Tuesday, February 11, 2025

USING SKILLS IN D&D 5E

One of my pet peeves is having skills that seem good from a roleplaying perspective, but are almost useless in actual gameplay. Or having a super skill that seems to apply in every case. Here are my thoughts on how to straighten out some of them:

Perception vs. Investigation: Perception can be one of those super-skills and Investigation one of those nothing-skills. Or at least that's how I've seen it in play. In my game, Perception is more like situational awareness, peripheral vision or general discrimination among the senses. It is more passive than Investigation, which is more about detailed and systematic investigation of the scene.
  • Avoiding surprise and/or gaining the advantage in combat? Perception.
  • Listening at a door or trying to distinguish something you hear or see? Perception.
  • Searching a room for treasure, clues, secret doors, etc.? Investigation.

Speaking Other Languages:
 In D&D, most everyone, including the monsters, speak some common language, whether it be the Common Tongue, or, in my current Ravnica campaign, Ravi. (Note: most everyone. The DM can move that slider wherever they want.) This is mostly a convenience so that most games don't become an RPG version of the Telephone Game.

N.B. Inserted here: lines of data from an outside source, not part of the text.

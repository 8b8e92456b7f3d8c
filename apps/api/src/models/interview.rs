//! Data models for the mock-interview session and turn results.

use serde::{Deserialize, Serialize};

/// Scored feedback for one answered interview question.
#[derive(Debug, Clone, PartialEq, Eq, Serialize, Deserialize)]
pub struct InterviewFeedback {
    /// Closed range [1, 10].
    pub score: u8,
    pub strengths: Vec<String>,
    pub improvements: Vec<String>,
    pub suggested_answer: String,
}

/// One question/answer unit within an interview session.
///
/// `answer` is recorded later, when the user responds to this specific turn.
/// Invariant (enforced by the turn engine): at most the last turn in a
/// session may have a missing answer.
#[derive(Debug, Clone, PartialEq, Eq, Serialize, Deserialize)]
pub struct TurnRecord {
    pub question: String,
    #[serde(skip_serializing_if = "Option::is_none")]
    pub answer: Option<String>,
}

impl TurnRecord {
    pub fn unanswered(question: String) -> Self {
        TurnRecord {
            question,
            answer: None,
        }
    }
}

/// Result of one interview turn, returned to the caller as a unit: feedback
/// for the previous answer (when one was scored) is never observable without
/// the next question generated in the same turn.
#[derive(Debug, Clone, Serialize)]
pub struct TurnOutcome {
    /// Human-readable message: the feedback summary, or the bare question
    /// when no answer was scored.
    pub message: String,
    #[serde(skip_serializing_if = "Option::is_none")]
    pub feedback: Option<InterviewFeedback>,
    pub next_question: String,
}
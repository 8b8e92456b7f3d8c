use std::sync::Arc;

use crate::config::Config;
use crate::interview::session::SessionStore;
use crate::llm_client::CompletionClient;

/// Shared application state injected into all route handlers via Axum extractors.
#[derive(Clone)]
pub struct AppState {
    /// The LLM collaborator seam — scripted in tests, OpenRouter in production.
    pub llm: Arc<dyn CompletionClient>,
    /// Pluggable session store. Default: in-memory with TTL eviction.
    pub sessions: Arc<dyn SessionStore>,
    pub config: Config,
}
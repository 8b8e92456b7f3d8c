pub mod engine;
pub mod handlers;
pub mod prompts;
pub mod session;
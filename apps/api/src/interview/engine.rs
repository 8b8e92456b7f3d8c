//! Interview Turn Engine — the state machine driving one interview turn.
//!
//! Observable states per session: AwaitingAnswer (last turn has a question,
//! no answer) and AwaitingQuestion (no turns, or all turns answered).
//!
//! Scoring a turn issues two independent LLM calls — answer feedback
//! (strict JSON) and next-question generation (free text). Both must succeed
//! before anything is committed to the session: a failed turn leaves the
//! turn history exactly as it was.

use tracing::info;

use crate::config::Config;
use crate::errors::AppError;
use crate::extract::truncate_chars;
use crate::interview::prompts::{
    FEEDBACK_PROMPT_TEMPLATE, FEEDBACK_SYSTEM, NO_HISTORY, NO_INSTRUCTIONS,
    QUESTION_PROMPT_TEMPLATE, QUESTION_SYSTEM,
};
use crate::interview::session::SessionState;
use crate::llm_client::CompletionClient;
use crate::models::interview::{InterviewFeedback, TurnOutcome, TurnRecord};
use crate::sanitize::extract_json_payload;
use crate::validation::validate_feedback;

const QUESTION_TEMPERATURE: f32 = 0.8;
const QUESTION_MAX_TOKENS: u32 = 300;
const FEEDBACK_TEMPERATURE: f32 = 0.7;
const FEEDBACK_MAX_TOKENS: u32 = 1_000;

/// Executes one interview turn against a locked session.
///
/// With an answer and an unanswered question on record, the previous answer
/// is scored and a new question generated; otherwise the turn only produces
/// the next question. Feedback and next question are returned together —
/// the caller can never observe one without the other.
pub async fn take_turn(
    llm: &dyn CompletionClient,
    config: &Config,
    session: &mut SessionState,
    user_answer: Option<&str>,
) -> Result<TurnOutcome, AppError> {
    let answer = user_answer.map(str::trim).filter(|a| !a.is_empty());

    if let Some(answer) = answer {
        if session.awaiting_answer() {
            // Last turn is guaranteed present by awaiting_answer().
            let question = session
                .turns
                .last()
                .map(|t| t.question.clone())
                .unwrap_or_default();

            let feedback = evaluate_answer(llm, config, session, &question, answer).await?;
            let next_question =
                generate_question(llm, config, session, Some((&question, answer))).await?;

            // Both calls succeeded — commit the answer and the new turn.
            if let Some(last) = session.turns.last_mut() {
                last.answer = Some(answer.to_string());
            }
            session
                .turns
                .push(TurnRecord::unanswered(next_question.clone()));

            let message = format_feedback_message(&feedback);
            return Ok(TurnOutcome {
                message,
                feedback: Some(feedback),
                next_question,
            });
        }
    }

    // No prior unanswered question to score — question-only turn.
    let question = generate_question(llm, config, session, None).await?;
    session.turns.push(TurnRecord::unanswered(question.clone()));

    Ok(TurnOutcome {
        message: question.clone(),
        feedback: None,
        next_question: question,
    })
}

/// Scores one answer via the feedback sub-pipeline: LLM call → sanitize →
/// validate.
async fn evaluate_answer(
    llm: &dyn CompletionClient,
    config: &Config,
    session: &SessionState,
    question: &str,
    answer: &str,
) -> Result<InterviewFeedback, AppError> {
    let prompt = FEEDBACK_PROMPT_TEMPLATE
        .replace("{question}", question)
        .replace("{answer}", answer)
        .replace(
            "{job_context}",
            truncate_chars(&session.job_description, config.feedback_context_chars),
        )
        .replace(
            "{background}",
            truncate_chars(&session.resume_text, config.feedback_context_chars),
        );

    let raw = llm
        .complete(
            FEEDBACK_SYSTEM,
            &prompt,
            FEEDBACK_TEMPERATURE,
            FEEDBACK_MAX_TOKENS,
        )
        .await?;

    let payload = extract_json_payload(&raw);
    let feedback = validate_feedback(&payload)?;
    info!("Answer scored {}/10", feedback.score);
    Ok(feedback)
}

/// Generates the next question from full turn history and custom
/// instructions. `pending` carries the question/answer pair being scored in
/// the same turn, which is not yet committed to the session.
async fn generate_question(
    llm: &dyn CompletionClient,
    config: &Config,
    session: &SessionState,
    pending: Option<(&str, &str)>,
) -> Result<String, AppError> {
    let history = history_context(&session.turns, pending);
    let instructions = session.custom_instructions.trim();

    let prompt = QUESTION_PROMPT_TEMPLATE
        .replace(
            "{job_description}",
            truncate_chars(&session.job_description, config.question_context_chars),
        )
        .replace(
            "{resume}",
            truncate_chars(&session.resume_text, config.question_context_chars),
        )
        .replace(
            "{history}",
            if history.is_empty() {
                NO_HISTORY
            } else {
                history.as_str()
            },
        )
        .replace(
            "{instructions}",
            if instructions.is_empty() {
                NO_INSTRUCTIONS
            } else {
                instructions
            },
        );

    let question = llm
        .complete(
            QUESTION_SYSTEM,
            &prompt,
            QUESTION_TEMPERATURE,
            QUESTION_MAX_TOKENS,
        )
        .await?;

    Ok(question.trim().to_string())
}

/// Serializes answered turns (plus the not-yet-committed pending pair) into
/// Q/A lines for the question prompt.
fn history_context(turns: &[TurnRecord], pending: Option<(&str, &str)>) -> String {
    let mut lines: Vec<String> = turns
        .iter()
        .filter_map(|t| {
            t.answer
                .as_deref()
                .map(|answer| format!("Q: {}\nA: {}", t.question, answer))
        })
        .collect();

    if let Some((question, answer)) = pending {
        lines.push(format!("Q: {question}\nA: {answer}"));
    }

    lines.join("\n")
}

/// Composes the human-readable feedback message embedding score, strengths,
/// improvements and the suggested answer.
fn format_feedback_message(feedback: &InterviewFeedback) -> String {
    let strengths = feedback
        .strengths
        .iter()
        .map(|s| format!("• {s}"))
        .collect::<Vec<_>>()
        .join("\n");
    let improvements = feedback
        .improvements
        .iter()
        .map(|i| format!("• {i}"))
        .collect::<Vec<_>>()
        .join("\n");

    format!(
        "Great! Let me provide feedback on your answer.\n\n\
         **Score: {}/10**\n\n\
         **Strengths:**\n{}\n\n\
         **Areas to Improve:**\n{}\n\n\
         **Suggested Answer:**\n{}\n\n\
         Ready for the next question?",
        feedback.score, strengths, improvements, feedback.suggested_answer
    )
}

#[cfg(test)]
mod tests {
    use super::*;
    use crate::llm_client::testing::ScriptedClient;
    use crate::llm_client::LlmError;
    use std::time::Instant;

    fn session() -> SessionState {
        SessionState {
            resume_text: "Five years building backend services in Rust.".to_string(),
            job_description: "Senior backend engineer, Rust and PostgreSQL.".to_string(),
            custom_instructions: String::new(),
            turns: Vec::new(),
            last_active: Instant::now(),
        }
    }

    fn feedback_json() -> String {
        r#"{
            "score": 7,
            "strengths": ["Concrete example", "Clear structure"],
            "improvements": ["Quantify the impact"],
            "suggested_answer": "Lead with the measurable outcome of the migration."
        }"#
        .to_string()
    }

    #[tokio::test]
    async fn test_fresh_session_generates_question_only() {
        let llm = ScriptedClient::new(vec![Ok("Tell me about your Rust experience.".to_string())]);
        let config = Config::for_tests();
        let mut session = session();

        let outcome = take_turn(&llm, &config, &mut session, None).await.unwrap();

        assert!(outcome.feedback.is_none());
        assert_eq!(outcome.message, outcome.next_question);
        assert_eq!(session.turns.len(), 1);
        assert!(session.awaiting_answer());
        assert_eq!(llm.calls_made(), 1);
    }

    #[tokio::test]
    async fn test_answer_on_empty_history_falls_through_to_question_only() {
        // An answer with no recorded question must not attempt scoring.
        let llm = ScriptedClient::new(vec![Ok("What drew you to this role?".to_string())]);
        let config = Config::for_tests();
        let mut session = session();

        let outcome = take_turn(&llm, &config, &mut session, Some("my answer"))
            .await
            .unwrap();

        assert!(outcome.feedback.is_none());
        assert_eq!(llm.calls_made(), 1);
        assert_eq!(session.turns.len(), 1);
        assert!(session.turns[0].answer.is_none());
    }

    #[tokio::test]
    async fn test_answered_turn_scores_then_appends_next_question() {
        let llm = ScriptedClient::new(vec![
            Ok(feedback_json()),
            Ok("How do you approach schema migrations?".to_string()),
        ]);
        let config = Config::for_tests();
        let mut session = session();
        session
            .turns
            .push(TurnRecord::unanswered("Tell me about Rust.".to_string()));

        let outcome = take_turn(&llm, &config, &mut session, Some("My answer"))
            .await
            .unwrap();

        let feedback = outcome.feedback.expect("feedback should be present");
        assert_eq!(feedback.score, 7);
        assert!(outcome.message.contains("**Score: 7/10**"));
        assert!(outcome.message.contains("• Concrete example"));
        assert_eq!(outcome.next_question, "How do you approach schema migrations?");

        // Turn history: answered turn + new unanswered turn.
        assert_eq!(session.turns.len(), 2);
        assert_eq!(session.turns[0].answer.as_deref(), Some("My answer"));
        assert!(session.turns[1].answer.is_none());
        assert_eq!(llm.calls_made(), 2);
    }

    #[tokio::test]
    async fn test_malformed_feedback_fails_turn_without_committing() {
        let llm = ScriptedClient::new(vec![
            Ok("The answer was decent, maybe a 6?".to_string()), // not JSON
            Ok("unused next question".to_string()),
        ]);
        let config = Config::for_tests();
        let mut session = session();
        session
            .turns
            .push(TurnRecord::unanswered("Tell me about Rust.".to_string()));

        let err = take_turn(&llm, &config, &mut session, Some("My answer"))
            .await
            .unwrap_err();

        assert!(matches!(err, AppError::Schema(_)));
        // History unchanged: still one unanswered turn.
        assert_eq!(session.turns.len(), 1);
        assert!(session.turns[0].answer.is_none());
        // Feedback failed first; the question call was never made.
        assert_eq!(llm.calls_made(), 1);
    }

    #[tokio::test]
    async fn test_question_call_failure_also_leaves_history_unmodified() {
        let llm = ScriptedClient::new(vec![Ok(feedback_json()), Err(LlmError::Timeout)]);
        let config = Config::for_tests();
        let mut session = session();
        session
            .turns
            .push(TurnRecord::unanswered("Tell me about Rust.".to_string()));

        let err = take_turn(&llm, &config, &mut session, Some("My answer"))
            .await
            .unwrap_err();

        assert!(err.is_retryable());
        assert_eq!(session.turns.len(), 1);
        assert!(session.turns[0].answer.is_none());
    }

    #[tokio::test]
    async fn test_blank_answer_treated_as_question_request() {
        let llm = ScriptedClient::new(vec![Ok("Next question.".to_string())]);
        let config = Config::for_tests();
        let mut session = session();
        session
            .turns
            .push(TurnRecord::unanswered("Tell me about Rust.".to_string()));

        let outcome = take_turn(&llm, &config, &mut session, Some("   "))
            .await
            .unwrap();

        assert!(outcome.feedback.is_none());
        assert_eq!(llm.calls_made(), 1);
        // The earlier question is still unanswered; only the new turn was added.
        assert_eq!(session.turns.len(), 2);
        assert!(session.turns[0].answer.is_none());
    }

    #[tokio::test]
    async fn test_full_session_flow_through_store() {
        use crate::interview::session::{InMemorySessionStore, SessionStore};
        use std::time::Duration;

        let store = InMemorySessionStore::new(Duration::from_secs(3600));
        let config = Config::for_tests();

        // Start: first question only.
        let llm = ScriptedClient::new(vec![Ok("Q1".repeat(5))]);
        let shared = store
            .create("s1", "resume".into(), "jd".into(), "".into())
            .await;
        {
            let mut session = shared.lock().await;
            let outcome = take_turn(&llm, &config, &mut session, None).await.unwrap();
            assert!(outcome.feedback.is_none());
        }

        // Answer: feedback plus second question.
        let llm = ScriptedClient::new(vec![Ok(feedback_json()), Ok("Q2 text here".to_string())]);
        {
            let mut session = shared.lock().await;
            let outcome = take_turn(&llm, &config, &mut session, Some("My answer"))
                .await
                .unwrap();
            let feedback = outcome.feedback.expect("answer should be scored");
            assert!((1..=10).contains(&feedback.score));
        }

        let session = store.get("s1").await.unwrap();
        let state = session.lock().await;
        assert_eq!(state.turns.len(), 2);
        assert_eq!(state.turns[0].answer.as_deref(), Some("My answer"));
        assert_eq!(state.turns[1].question, "Q2 text here");
        assert!(state.turns[1].answer.is_none());
    }

    #[test]
    fn test_history_context_includes_only_answered_turns() {
        let turns = vec![
            TurnRecord {
                question: "Q1".to_string(),
                answer: Some("A1".to_string()),
            },
            TurnRecord::unanswered("Q2".to_string()),
        ];
        let history = history_context(&turns, None);
        assert_eq!(history, "Q: Q1\nA: A1");
    }

    #[test]
    fn test_history_context_appends_pending_pair() {
        let turns = vec![TurnRecord {
            question: "Q1".to_string(),
            answer: Some("A1".to_string()),
        }];
        let history = history_context(&turns, Some(("Q2", "A2")));
        assert_eq!(history, "Q: Q1\nA: A1\nQ: Q2\nA: A2");
    }

    #[test]
    fn test_feedback_message_embeds_all_sections() {
        let feedback = InterviewFeedback {
            score: 9,
            strengths: vec!["Strong opening".to_string()],
            improvements: vec!["Shorter close".to_string()],
            suggested_answer: "Open with the result.".to_string(),
        };
        let message = format_feedback_message(&feedback);
        assert!(message.contains("**Score: 9/10**"));
        assert!(message.contains("• Strong opening"));
        assert!(message.contains("• Shorter close"));
        assert!(message.contains("Open with the result."));
    }
}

But there are still ways to make languages matter in D&D. One of them is recognizing that people take pride in their language or how the use of a particular dialect can display prestige. Here are two tweaks that make language choices a bit more relevant.
  • If you speak the same secondary language, your attempts to Persuade are automatically at Advantage.
  • Conversely, if you don't speak their language, using Insight to judge their intentions when they are speaking their language is at a disadvantage. (This could also be justified or applied to situations where the speaker has an accent when speaking the common language. Their speech patterns through off the interpretation)

Knowledge Skills:
The problem here is two-fold. You want the skills to be distinct enough so that someone is rewarded for picking this one, instead of that one. But you also want them to be generally useful. The key is to make them different and distinct, but with just a little overlap between them. Here is my current take:
  • Arcana: Knowledge of magic, metaphysics, the planes, physical and magical laws that govern the omniverse.
  • History: History, the Law, and politics.
  • Religion: Religion, philosophy, the gods, the planes, ritual and etiquette.
Nature is the difficult one for me right now. How to make it distinct from Survival, but with some built in overlap?